── WORKING DATA ──

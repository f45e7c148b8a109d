//! Favorites management: the write path plus a plain listing.

use anyhow::Result;

use coursefiles_core::api::ApiClient;
use coursefiles_core::favorites::FavoritesStore;
use coursefiles_core::model::ResourceType;

use crate::cli::FavoritesAction;

use super::course_line;

/// Runs one favorites action against the injected store.
pub async fn run(
    client: &ApiClient,
    store: &dyn FavoritesStore,
    action: FavoritesAction,
) -> Result<()> {
    match action {
        FavoritesAction::Add { course_id } => {
            // The store keeps full course records; fetch the metadata once.
            let details = client
                .course_details(&course_id, ResourceType::Notes)
                .await?;
            let course = details.metadata;
            let name = course.course_name.clone();
            store.add(course).await?;
            println!("Added {name} ({course_id}) to favorites.");
        }
        FavoritesAction::Remove { course_id } => {
            store.remove(&course_id).await?;
            println!("Removed {course_id} from favorites.");
        }
        FavoritesAction::List => {
            let favorites = store.list().await?;
            if favorites.is_empty() {
                println!("No favorites yet.");
            }
            for course in favorites {
                println!("  {}", course_line(&course));
            }
        }
    }
    Ok(())
}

───

Your answer should repeat every entry exactly.

_WORKED SOLUTION_:
repository f45e7c148b8a109d
//! Favorites management: the write path plus a plain listing.

use anyhow::Result;

use coursefiles_core::api::ApiClient;
use coursefiles_core::favorites::FavoritesStore;
use coursefiles_core::model::ResourceType;

use crate::cli::FavoritesAction;

use super::course_line;

/// Runs one favorites action against the injected store.
pub async fn run(
    client: &ApiClient,
    store: &dyn FavoritesStore,
    action: FavoritesAction,
) -> Result<()> {
    match action {
        FavoritesAction::Add { course_id } => {
            // The store keeps full course records; fetch the metadata once.
            let details = client
                .course_details(&course_id, ResourceType::Notes)
                .await?;
            let course = details.metadata;
            let name = course.course_name.clone();
            store.add(course).await?;
            println!("Added {name} ({course_id}) to favorites.");
        }
        FavoritesAction::Remove { course_id } => {
            store.remove(&course_id).await?;
            println!("Removed {course_id} from favorites.");
        }
        FavoritesAction::List => {
            let favorites = store.list().await?;
            if favorites.is_empty() {
                println!("No favorites yet.");
            }
            for course in favorites {
                println!("  {}", course_line(&course));
            }
        }
    }
    Ok(())
}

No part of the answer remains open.